• _Prompt_
From the line with "repository f954864c8cff1ad2" through the line with "deposit or a withdrawal", inclusive, return each line of the data below exactly and leave the rest out.

• _Exercise materials_
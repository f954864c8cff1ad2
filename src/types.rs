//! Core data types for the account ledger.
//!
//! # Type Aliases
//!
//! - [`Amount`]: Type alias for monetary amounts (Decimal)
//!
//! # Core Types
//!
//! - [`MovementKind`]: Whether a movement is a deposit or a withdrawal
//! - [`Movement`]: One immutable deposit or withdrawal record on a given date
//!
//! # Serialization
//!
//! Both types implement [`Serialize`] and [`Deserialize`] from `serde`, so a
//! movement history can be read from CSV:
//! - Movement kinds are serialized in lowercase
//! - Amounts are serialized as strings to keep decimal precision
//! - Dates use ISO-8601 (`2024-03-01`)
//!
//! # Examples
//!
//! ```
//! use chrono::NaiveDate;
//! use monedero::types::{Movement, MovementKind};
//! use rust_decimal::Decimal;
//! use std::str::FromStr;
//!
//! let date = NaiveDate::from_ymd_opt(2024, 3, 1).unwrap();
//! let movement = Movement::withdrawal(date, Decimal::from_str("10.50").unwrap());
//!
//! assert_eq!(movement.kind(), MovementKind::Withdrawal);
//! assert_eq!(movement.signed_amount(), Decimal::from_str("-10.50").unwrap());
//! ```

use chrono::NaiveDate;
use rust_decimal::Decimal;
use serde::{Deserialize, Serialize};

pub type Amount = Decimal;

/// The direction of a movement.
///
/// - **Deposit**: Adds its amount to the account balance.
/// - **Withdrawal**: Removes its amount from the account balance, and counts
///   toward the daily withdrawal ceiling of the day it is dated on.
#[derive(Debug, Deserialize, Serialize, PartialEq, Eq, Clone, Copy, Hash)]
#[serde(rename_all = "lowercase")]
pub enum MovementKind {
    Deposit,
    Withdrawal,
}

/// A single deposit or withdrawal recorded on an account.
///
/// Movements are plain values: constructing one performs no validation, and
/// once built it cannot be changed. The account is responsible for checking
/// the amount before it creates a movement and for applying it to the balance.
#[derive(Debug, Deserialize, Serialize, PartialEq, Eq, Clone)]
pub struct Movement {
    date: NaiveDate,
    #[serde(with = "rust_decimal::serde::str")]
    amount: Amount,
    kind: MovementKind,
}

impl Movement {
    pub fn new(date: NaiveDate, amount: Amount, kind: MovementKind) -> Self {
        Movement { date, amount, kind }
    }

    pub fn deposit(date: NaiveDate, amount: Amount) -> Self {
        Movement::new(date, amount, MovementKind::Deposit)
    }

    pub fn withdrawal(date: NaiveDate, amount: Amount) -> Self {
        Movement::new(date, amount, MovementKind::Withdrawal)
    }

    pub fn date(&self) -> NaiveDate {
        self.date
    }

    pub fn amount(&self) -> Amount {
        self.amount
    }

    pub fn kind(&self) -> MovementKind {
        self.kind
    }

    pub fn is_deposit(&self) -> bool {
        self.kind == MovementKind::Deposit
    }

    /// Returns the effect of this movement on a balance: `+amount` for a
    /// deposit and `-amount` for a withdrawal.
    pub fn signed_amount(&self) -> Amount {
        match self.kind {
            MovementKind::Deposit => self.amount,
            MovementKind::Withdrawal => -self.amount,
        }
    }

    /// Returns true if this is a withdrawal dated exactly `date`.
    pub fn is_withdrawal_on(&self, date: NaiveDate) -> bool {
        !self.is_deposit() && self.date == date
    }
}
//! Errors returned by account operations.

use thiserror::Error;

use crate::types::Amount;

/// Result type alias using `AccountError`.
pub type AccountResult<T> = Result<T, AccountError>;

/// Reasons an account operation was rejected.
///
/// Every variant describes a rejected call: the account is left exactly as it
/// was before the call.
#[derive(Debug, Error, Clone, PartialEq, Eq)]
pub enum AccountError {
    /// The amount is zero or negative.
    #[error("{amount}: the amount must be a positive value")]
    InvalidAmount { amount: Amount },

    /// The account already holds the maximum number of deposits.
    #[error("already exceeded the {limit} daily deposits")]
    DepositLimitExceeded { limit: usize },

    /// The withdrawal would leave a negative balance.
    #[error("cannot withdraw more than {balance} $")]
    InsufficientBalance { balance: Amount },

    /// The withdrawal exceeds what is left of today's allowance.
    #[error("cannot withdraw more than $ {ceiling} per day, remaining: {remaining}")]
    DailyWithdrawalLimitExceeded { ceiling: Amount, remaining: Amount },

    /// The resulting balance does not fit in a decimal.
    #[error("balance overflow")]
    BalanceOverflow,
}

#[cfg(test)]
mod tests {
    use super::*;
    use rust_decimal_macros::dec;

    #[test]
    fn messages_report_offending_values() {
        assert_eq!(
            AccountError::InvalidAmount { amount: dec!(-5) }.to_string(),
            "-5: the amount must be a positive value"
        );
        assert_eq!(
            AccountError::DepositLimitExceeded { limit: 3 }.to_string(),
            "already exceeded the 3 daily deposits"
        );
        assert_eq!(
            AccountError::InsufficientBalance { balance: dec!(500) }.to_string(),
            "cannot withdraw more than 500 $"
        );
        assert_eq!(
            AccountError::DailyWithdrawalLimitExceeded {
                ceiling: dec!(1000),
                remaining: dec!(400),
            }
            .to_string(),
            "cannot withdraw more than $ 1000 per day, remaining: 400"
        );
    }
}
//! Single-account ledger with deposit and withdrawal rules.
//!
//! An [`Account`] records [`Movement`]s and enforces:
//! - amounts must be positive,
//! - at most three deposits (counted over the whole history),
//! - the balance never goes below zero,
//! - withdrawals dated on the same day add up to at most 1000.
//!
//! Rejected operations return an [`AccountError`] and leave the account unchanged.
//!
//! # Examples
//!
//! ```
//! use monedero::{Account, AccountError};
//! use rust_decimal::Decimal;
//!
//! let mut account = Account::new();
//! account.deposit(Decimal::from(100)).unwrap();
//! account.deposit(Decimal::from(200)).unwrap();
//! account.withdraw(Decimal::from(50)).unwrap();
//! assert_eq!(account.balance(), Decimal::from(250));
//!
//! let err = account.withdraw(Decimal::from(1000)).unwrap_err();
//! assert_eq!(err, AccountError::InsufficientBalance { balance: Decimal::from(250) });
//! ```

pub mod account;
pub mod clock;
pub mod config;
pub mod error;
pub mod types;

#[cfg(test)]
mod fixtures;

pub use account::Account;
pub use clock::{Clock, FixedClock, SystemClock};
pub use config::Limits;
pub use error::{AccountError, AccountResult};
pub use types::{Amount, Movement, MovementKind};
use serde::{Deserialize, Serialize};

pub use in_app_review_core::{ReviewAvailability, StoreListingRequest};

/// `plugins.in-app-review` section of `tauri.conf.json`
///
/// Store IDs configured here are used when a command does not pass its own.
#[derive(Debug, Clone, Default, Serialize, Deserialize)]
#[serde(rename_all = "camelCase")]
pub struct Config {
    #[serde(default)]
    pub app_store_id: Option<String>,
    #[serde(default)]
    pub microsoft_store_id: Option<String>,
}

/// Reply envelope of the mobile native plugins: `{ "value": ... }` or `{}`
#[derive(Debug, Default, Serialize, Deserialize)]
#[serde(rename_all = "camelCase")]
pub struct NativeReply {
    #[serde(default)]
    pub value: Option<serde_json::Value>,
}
...
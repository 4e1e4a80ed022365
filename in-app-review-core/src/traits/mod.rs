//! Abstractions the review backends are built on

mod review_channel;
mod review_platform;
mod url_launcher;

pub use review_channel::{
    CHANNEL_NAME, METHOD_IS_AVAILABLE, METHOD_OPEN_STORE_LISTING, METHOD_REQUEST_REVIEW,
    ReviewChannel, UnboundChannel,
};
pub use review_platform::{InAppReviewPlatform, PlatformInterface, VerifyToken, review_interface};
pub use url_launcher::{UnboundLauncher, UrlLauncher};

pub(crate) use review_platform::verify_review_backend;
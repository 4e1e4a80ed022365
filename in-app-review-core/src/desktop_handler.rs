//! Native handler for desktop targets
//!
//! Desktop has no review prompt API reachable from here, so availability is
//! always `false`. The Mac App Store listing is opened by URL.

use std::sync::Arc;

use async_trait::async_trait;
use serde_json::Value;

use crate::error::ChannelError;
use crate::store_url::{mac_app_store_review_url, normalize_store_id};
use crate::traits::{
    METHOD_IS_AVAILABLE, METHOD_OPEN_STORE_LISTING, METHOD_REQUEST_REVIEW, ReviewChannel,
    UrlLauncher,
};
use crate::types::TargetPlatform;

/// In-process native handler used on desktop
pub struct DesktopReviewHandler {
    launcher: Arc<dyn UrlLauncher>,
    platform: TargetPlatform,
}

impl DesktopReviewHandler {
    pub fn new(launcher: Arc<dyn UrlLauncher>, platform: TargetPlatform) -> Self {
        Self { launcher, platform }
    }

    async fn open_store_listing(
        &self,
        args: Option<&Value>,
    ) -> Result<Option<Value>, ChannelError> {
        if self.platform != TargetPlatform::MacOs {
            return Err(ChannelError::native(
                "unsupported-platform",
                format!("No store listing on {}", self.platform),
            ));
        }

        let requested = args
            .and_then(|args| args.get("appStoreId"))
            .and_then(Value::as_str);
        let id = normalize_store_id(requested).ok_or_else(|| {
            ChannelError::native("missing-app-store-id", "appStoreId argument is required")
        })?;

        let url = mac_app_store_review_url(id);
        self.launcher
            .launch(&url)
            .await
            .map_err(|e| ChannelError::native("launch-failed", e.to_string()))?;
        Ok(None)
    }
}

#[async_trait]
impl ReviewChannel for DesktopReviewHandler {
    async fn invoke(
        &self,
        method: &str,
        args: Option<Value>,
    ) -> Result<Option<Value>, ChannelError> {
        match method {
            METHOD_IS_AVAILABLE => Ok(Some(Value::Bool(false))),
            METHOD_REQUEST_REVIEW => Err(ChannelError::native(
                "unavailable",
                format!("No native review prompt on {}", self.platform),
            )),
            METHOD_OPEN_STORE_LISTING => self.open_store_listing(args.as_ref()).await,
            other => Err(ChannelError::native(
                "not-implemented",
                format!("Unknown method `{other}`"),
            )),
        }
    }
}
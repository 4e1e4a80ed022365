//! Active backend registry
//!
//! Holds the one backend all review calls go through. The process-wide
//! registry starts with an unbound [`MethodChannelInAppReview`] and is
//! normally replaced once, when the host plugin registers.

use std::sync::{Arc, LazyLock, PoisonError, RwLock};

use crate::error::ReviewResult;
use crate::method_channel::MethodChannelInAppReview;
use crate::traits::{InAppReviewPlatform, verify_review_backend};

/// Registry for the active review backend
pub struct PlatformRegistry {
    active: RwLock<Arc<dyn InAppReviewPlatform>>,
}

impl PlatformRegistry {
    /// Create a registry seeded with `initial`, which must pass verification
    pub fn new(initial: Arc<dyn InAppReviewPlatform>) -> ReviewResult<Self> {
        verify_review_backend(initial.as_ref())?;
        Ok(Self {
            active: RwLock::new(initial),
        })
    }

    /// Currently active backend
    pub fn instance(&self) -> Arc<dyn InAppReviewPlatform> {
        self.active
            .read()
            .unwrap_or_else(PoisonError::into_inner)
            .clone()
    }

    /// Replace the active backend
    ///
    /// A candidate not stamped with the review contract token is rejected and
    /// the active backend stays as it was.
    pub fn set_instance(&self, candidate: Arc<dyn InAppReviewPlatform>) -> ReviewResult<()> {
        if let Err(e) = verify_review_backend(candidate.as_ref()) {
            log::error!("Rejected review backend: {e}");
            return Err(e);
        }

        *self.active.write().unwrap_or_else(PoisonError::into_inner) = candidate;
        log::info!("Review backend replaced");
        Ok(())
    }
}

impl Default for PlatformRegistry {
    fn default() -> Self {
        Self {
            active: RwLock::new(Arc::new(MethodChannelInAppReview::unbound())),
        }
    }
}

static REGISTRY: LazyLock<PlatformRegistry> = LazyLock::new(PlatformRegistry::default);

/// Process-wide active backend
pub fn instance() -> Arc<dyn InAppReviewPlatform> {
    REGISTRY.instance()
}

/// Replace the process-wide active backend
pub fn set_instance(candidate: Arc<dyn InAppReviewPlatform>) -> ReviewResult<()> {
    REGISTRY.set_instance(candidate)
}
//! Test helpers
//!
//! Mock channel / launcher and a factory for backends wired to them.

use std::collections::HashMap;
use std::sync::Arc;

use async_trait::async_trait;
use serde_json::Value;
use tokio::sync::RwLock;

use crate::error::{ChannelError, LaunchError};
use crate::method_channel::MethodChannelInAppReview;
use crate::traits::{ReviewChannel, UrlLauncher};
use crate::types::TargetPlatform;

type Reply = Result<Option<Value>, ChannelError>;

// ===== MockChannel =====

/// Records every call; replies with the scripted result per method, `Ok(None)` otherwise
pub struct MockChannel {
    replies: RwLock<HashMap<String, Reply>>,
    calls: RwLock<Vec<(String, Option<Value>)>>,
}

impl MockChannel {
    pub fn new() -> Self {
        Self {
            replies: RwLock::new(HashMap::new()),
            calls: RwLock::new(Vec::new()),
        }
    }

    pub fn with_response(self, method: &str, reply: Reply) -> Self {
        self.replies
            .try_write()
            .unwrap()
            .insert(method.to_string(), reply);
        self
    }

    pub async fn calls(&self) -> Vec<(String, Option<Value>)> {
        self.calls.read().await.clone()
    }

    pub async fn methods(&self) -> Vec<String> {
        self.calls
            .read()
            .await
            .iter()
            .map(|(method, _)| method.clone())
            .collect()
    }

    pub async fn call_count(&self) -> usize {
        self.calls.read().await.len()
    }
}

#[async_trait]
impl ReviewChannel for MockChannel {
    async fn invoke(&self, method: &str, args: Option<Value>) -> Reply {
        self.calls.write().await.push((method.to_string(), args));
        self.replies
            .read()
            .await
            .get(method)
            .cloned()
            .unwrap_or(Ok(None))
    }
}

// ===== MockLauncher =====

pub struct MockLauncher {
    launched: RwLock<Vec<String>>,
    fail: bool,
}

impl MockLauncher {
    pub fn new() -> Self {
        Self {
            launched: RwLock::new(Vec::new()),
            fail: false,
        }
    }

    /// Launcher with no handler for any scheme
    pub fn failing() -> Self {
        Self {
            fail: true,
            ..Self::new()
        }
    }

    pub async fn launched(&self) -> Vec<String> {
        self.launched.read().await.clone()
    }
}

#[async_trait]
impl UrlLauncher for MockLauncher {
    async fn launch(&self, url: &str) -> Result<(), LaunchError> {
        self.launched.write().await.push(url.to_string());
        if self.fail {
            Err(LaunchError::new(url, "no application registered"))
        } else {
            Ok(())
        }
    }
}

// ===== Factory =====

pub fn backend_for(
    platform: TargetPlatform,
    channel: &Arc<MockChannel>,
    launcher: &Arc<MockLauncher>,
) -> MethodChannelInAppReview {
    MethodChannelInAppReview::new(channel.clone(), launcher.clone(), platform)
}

• _Solution to the exercise_
repository f954864c8cff1ad2
filename src/types.rs
//! Core data types for the account ledger.
//!
//! # Type Aliases
//!
//! - [`Amount`]: Type alias for monetary amounts (Decimal)
//!
//! # Core Types
//!
//! - [`MovementKind`]: Whether a movement is a deposit or a withdrawal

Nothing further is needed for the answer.